== Work instruction ==
Each entry in this listing needs to be written out again, word for word.
========================
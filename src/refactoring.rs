//! Move statement refactoring: the pre-walk state rewrite and the
//! post-walk validation.
//!
//! Before a plan walk, `moved` blocks declared in configuration are
//! collected into absolute [`MoveStatement`]s and applied against the
//! previous-run state, rewriting instance addresses in place. The results
//! feed two consumers: graph nodes, which look changes up by the moved
//! source address, and the post-walk validation, which confirms each
//! destination actually exists in the expanded instance set.

use rustc_hash::FxHashMap;

use crate::addrs::{AbsResource, AbsResourceInstance, UniqueKey};
use crate::config::Config;
use crate::diagnostics::{Diagnostic, Diagnostics};
use crate::state::State;

/// One move statement, absolutized against the module that declared it.
#[derive(Clone, Debug, PartialEq, Eq)]
pub struct MoveStatement {
    pub from: AbsResource,
    pub to: AbsResource,
}

/// The outcome of applying one move statement to one state instance.
#[derive(Clone, Debug, PartialEq, Eq)]
pub struct MoveResult {
    pub from: AbsResourceInstance,
    pub to: AbsResourceInstance,
}

/// Collect every `moved` block in the configuration tree as an absolute
/// move statement.
#[must_use]
pub fn find_move_statements(config: &Config) -> Vec<MoveStatement> {
    let mut stmts = Vec::new();
    config.visit_modules(|path, module| {
        for block in &module.moved {
            stmts.push(MoveStatement {
                from: AbsResource::new(path.clone(), &block.from_type, &block.from_name),
                to: AbsResource::new(path.clone(), &block.to_type, &block.to_name),
            });
        }
    });
    stmts
}

/// Apply move statements against the previous-run state, rewriting moved
/// instance addresses in place. Returns one [`MoveResult`] per moved
/// instance, keyed by the source address's unique key.
pub fn apply_moves(
    stmts: &[MoveStatement],
    state: &mut State,
) -> FxHashMap<UniqueKey, MoveResult> {
    let mut results = FxHashMap::default();
    for stmt in stmts {
        for (from, to) in state.move_resource(&stmt.from, &stmt.to) {
            tracing::debug!(%from, %to, "moved resource instance state");
            results.insert(from.unique_key(), MoveResult { from, to });
        }
    }
    results
}

/// Validate move statements against the final expanded instance set of a
/// finished walk: every destination resource must have at least one
/// actual instance, otherwise the move points at nothing and the state
/// it carried would be silently abandoned.
#[must_use]
pub fn validate_moves(
    stmts: &[MoveStatement],
    _config: &Config,
    all_instances: &[AbsResourceInstance],
) -> Diagnostics {
    let mut diags = Diagnostics::new();
    for stmt in stmts {
        let destination_exists = all_instances
            .iter()
            .any(|inst| inst.resource == stmt.to);
        if !destination_exists {
            diags.append(Diagnostic::error(
                "Moved resource does not exist",
                format!(
                    "The move from {} targets {}, but the configuration declares no such \
                     resource instance.",
                    stmt.from, stmt.to,
                ),
            ));
        }
    }
    diags
}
========================
== Exercise output ==
filename src/refactoring.rs
//! Move statement refactoring: the pre-walk state rewrite and the
//! post-walk validation.
//!
//! Before a plan walk, `moved` blocks declared in configuration are
//! collected into absolute [`MoveStatement`]s and applied against the
//! previous-run state, rewriting instance addresses in place. The results
//! feed two consumers: graph nodes, which look changes up by the moved
//! source address, and the post-walk validation, which confirms each
//! destination actually exists in the expanded instance set.

use rustc_hash::FxHashMap;

use crate::addrs::{AbsResource, AbsResourceInstance, UniqueKey};
use crate::config::Config;
use crate::diagnostics::{Diagnostic, Diagnostics};
use crate::state::State;

/// One move statement, absolutized against the module that declared it.
#[derive(Clone, Debug, PartialEq, Eq)]
pub struct MoveStatement {
    pub from: AbsResource,
    pub to: AbsResource,
}

/// The outcome of applying one move statement to one state instance.
#[derive(Clone, Debug, PartialEq, Eq)]
pub struct MoveResult {
    pub from: AbsResourceInstance,
    pub to: AbsResourceInstance,
}

/// Collect every `moved` block in the configuration tree as an absolute
/// move statement.
#[must_use]
pub fn find_move_statements(config: &Config) -> Vec<MoveStatement> {
    let mut stmts = Vec::new();
    config.visit_modules(|path, module| {
        for block in &module.moved {
            stmts.push(MoveStatement {
                from: AbsResource::new(path.clone(), &block.from_type, &block.from_name),
                to: AbsResource::new(path.clone(), &block.to_type, &block.to_name),
            });
        }
    });
    stmts
}

/// Apply move statements against the previous-run state, rewriting moved
/// instance addresses in place. Returns one [`MoveResult`] per moved
/// instance, keyed by the source address's unique key.
pub fn apply_moves(
    stmts: &[MoveStatement],
    state: &mut State,
) -> FxHashMap<UniqueKey, MoveResult> {
    let mut results = FxHashMap::default();
    for stmt in stmts {
        for (from, to) in state.move_resource(&stmt.from, &stmt.to) {
            tracing::debug!(%from, %to, "moved resource instance state");
            results.insert(from.unique_key(), MoveResult { from, to });
        }
    }
    results
}

/// Validate move statements against the final expanded instance set of a
/// finished walk: every destination resource must have at least one
/// actual instance, otherwise the move points at nothing and the state
/// it carried would be silently abandoned.
#[must_use]
pub fn validate_moves(
    stmts: &[MoveStatement],
    _config: &Config,
    all_instances: &[AbsResourceInstance],
) -> Diagnostics {
    let mut diags = Diagnostics::new();
    for stmt in stmts {
        let destination_exists = all_instances
            .iter()
            .any(|inst| inst.resource == stmt.to);
        if !destination_exists {
            diags.append(Diagnostic::error(
                "Moved resource does not exist",
                format!(
                    "The move from {} targets {}, but the configuration declares no such \
                     resource instance.",
                    stmt.from, stmt.to,
                ),
            ));
        }
    }
    diags
}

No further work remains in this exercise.